▸ What you need to do: Please give back an exact reproduction of the lines from the one with "fn take(&self) -> bool;" through the end of the entries below, and no others.

▸ Collected data entries:
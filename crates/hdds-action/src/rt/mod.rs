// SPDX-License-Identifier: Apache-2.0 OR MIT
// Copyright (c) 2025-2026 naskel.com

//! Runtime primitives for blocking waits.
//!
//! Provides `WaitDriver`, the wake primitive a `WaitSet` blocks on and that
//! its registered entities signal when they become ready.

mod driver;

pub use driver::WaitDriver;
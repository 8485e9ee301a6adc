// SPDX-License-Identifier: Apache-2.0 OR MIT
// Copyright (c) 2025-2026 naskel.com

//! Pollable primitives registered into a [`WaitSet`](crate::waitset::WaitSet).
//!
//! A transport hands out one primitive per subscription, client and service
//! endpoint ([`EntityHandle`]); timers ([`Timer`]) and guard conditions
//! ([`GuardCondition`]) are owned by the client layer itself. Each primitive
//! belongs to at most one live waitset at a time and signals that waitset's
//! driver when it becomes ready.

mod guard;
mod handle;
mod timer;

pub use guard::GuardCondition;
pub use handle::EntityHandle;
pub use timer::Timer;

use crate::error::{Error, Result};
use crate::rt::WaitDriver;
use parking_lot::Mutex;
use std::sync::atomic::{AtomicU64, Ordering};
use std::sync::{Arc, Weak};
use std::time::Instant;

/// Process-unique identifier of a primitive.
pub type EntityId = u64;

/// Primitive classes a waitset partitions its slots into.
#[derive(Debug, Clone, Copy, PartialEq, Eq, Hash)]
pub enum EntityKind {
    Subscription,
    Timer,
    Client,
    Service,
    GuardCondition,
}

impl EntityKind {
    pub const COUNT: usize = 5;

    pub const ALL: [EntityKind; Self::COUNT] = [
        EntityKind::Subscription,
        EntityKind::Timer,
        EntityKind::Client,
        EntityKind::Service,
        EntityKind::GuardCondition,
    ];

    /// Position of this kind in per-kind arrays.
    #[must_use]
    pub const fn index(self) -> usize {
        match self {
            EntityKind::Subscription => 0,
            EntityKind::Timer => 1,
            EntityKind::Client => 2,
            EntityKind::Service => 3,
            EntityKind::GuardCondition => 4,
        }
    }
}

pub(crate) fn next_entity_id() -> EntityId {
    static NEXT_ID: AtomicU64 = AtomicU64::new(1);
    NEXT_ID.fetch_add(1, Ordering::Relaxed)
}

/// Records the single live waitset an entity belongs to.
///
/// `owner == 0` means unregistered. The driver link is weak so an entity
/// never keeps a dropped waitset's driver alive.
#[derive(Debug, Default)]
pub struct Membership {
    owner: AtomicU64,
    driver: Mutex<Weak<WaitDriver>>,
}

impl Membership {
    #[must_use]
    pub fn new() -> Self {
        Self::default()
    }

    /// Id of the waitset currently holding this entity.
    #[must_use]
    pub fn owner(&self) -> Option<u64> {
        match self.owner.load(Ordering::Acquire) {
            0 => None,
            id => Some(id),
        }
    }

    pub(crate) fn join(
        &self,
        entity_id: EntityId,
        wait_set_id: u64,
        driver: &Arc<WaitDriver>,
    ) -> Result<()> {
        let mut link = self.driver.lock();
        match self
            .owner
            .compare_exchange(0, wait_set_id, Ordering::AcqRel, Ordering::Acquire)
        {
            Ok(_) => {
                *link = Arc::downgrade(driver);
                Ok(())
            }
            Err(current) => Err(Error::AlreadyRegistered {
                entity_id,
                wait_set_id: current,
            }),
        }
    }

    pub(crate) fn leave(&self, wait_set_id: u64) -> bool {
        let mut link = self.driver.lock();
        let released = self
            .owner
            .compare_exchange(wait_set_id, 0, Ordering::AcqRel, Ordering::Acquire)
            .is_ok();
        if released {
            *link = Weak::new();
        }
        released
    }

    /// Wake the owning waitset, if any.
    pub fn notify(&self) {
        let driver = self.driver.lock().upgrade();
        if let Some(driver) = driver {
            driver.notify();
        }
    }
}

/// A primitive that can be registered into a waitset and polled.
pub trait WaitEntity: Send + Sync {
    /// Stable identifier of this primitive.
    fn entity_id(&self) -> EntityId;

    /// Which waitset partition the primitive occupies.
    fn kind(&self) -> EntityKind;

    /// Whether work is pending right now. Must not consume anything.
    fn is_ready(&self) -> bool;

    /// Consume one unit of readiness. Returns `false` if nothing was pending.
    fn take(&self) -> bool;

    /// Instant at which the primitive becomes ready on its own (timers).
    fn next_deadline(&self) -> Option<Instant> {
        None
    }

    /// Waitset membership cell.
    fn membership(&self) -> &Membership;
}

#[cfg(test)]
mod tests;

▸ Your response:
    fn take(&self) -> bool;

    /// Instant at which the primitive becomes ready on its own (timers).
    fn next_deadline(&self) -> Option<Instant> {
        None
    }

    /// Waitset membership cell.
    fn membership(&self) -> &Membership;
}

#[cfg(test)]
mod tests;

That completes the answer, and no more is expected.